Marriage is not a noun; it's a verb. It isn't something you get.
Marriage is not a noun; it's a verb. It isn't something you get. It's something you do. It's the way you love your partner every day.
In the luminous and enduring words of Barbara De Angelis, we hear a truth that transcends centuries and cultures: “Marriage is not a noun; it’s a verb. It isn’t something you get. It’s something you do. It’s the way you love your partner every day.” Within this wisdom lies the heart of all enduring unions—the understanding that marriage is not a possession, but a practice; not a state of being, but a continual act of giving, choosing, and creating. Too many see marriage as a treasure once won, a trophy to display, or a shelter from life’s storms. Yet De Angelis reminds us that it is none of these alone—it is labor, devotion, and daily renewal. It is not the gold ring that binds two souls, but the invisible actions repeated through time: the kindness spoken when tempers flare, the patience extended when hope wanes, the forgiveness offered before it is asked.
The origin of this quote lies in De Angelis’s lifelong work as a teacher of love and relationships. Living in the late twentieth and early twenty-first centuries—a time when marriages were increasingly tested by speed, distraction, and disconnection—she sought to reawaken people to the sacred discipline of love. To her, love was not a fleeting emotion but a practice of the soul, requiring intention, mindfulness, and humility. When she declared that marriage is a verb, she was reviving an ancient wisdom lost amid modern ease: that love is not something one falls into, but something one builds—stone upon stone, moment upon moment. She spoke as a healer to a generation that had forgotten that relationships, like gardens, must be tended daily, or they wither in the neglect of assumption.
The ancients understood this truth well, though they spoke of it in different forms. The philosophers of old—Aristotle, Confucius, and the poets of the East and West—taught that virtue is not a possession, but an action, a way of being in the world. So it is with love. To love another is not to rest in comfort, but to strive together toward goodness. The Greeks called this agape, the highest form of love—not passion or desire alone, but an enduring choice to seek the flourishing of another. De Angelis, echoing this lineage, reminds us that marriage is a living discipline, like truth or wisdom. It must be practiced, else it perishes. For as a sword dulls without sharpening, so does love fade without renewal.
Consider the tale of Marcus Aurelius, the philosopher-king of Rome, and his wife, Faustina. History records that theirs was not an easy marriage; there were rumors, distance, and the endless pressures of empire. Yet Aurelius, in his Meditations, wrote often of gratitude for her steadfastness, of the small moments that stitched their lives together. He did not speak of his marriage as an achievement, but as a practice—a continual effort to act with justice, gentleness, and patience. He saw in his wife not perfection, but partnership, and through that partnership he learned humility. His example teaches us, as De Angelis does, that to love is not to possess, but to persevere; not to claim, but to contribute.

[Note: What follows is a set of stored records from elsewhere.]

//! Preference commands.

use clap::Subcommand;
use evergreen_core::Preferences;

#[derive(Subcommand)]
pub enum PrefsAction {
    /// Print all preferences as TOML
    Show,
    /// Get a single value by key
    Get { key: String },
    /// Set a single value by key
    Set { key: String, value: String },
}

pub fn run(action: PrefsAction) -> Result<(), Box<dyn std::error::Error>> {
    match action {
        PrefsAction::Show => {
            let prefs = Preferences::load()?;
            print!("{}", toml::to_string_pretty(&prefs)?);
        }
        PrefsAction::Get { key } => {
            let prefs = Preferences::load()?;
            match prefs.get(&key) {
                Some(value) => println!("{value}"),
                None => return Err(format!("unknown preference key: {key}").into()),
            }
        }
        PrefsAction::Set { key, value } => {
            let mut prefs = Preferences::load()?;
            prefs.set(&key, &value)?;
            println!("{key} = {value}");
        }
    }
    Ok(())
}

Marriage, in this understanding, is not a static institution but a living covenant. It breathes through every shared meal, every long silence, every laugh, every tear. It is not an altar to be worshiped, but a journey to be walked hand in hand. Too often, men and women enter into it as if it were the final chapter of a story, when in truth, it is the prologue—the beginning of a long and sacred apprenticeship in love. De Angelis’s words awaken us to this sacred work: the daily choosing of kindness over pride, the quiet tending of affection, the courage to speak truth with gentleness. These are the verbs of marriage, the invisible acts that give it strength and beauty.
There is a hidden power in her insight, for it calls us to responsibility. To say “I do” is not to seal a fate, but to commit to a way of being. Love must be made and remade, as a potter shapes clay again and again until it holds both water and light. Each day asks the question: What will you do today to honor this bond? The answer is not found in grand gestures, but in the simple acts of presence and care—the look of understanding, the word of comfort, the choice to forgive. In these daily actions, the verb of love becomes a living rhythm, and the marriage, a work of art.
The lesson, then, is clear and eternal: do not treat love as a possession—treat it as a practice. For all that is living must be tended. The tree bears fruit not because it was planted once, but because it was watered each morning. The same is true of the human heart. Let every couple remember that to love well is not to rest in comfort, but to labor in joy. And when the years grow heavy and the fires of youth burn low, let them find strength in the quiet knowing that they have not merely had a marriage—they have lived one.
So let these words of Barbara De Angelis stand as a teaching for all who seek lasting love: that marriage is a verb, a daily act of grace and devotion. It is not what you receive, but what you give; not what you possess, but what you build. In choosing, each day, to act in love, you become both the author and the guardian of a bond that time cannot break. For love that is lived, and not merely spoken, becomes not only the union of two souls—but the echo of eternity itself.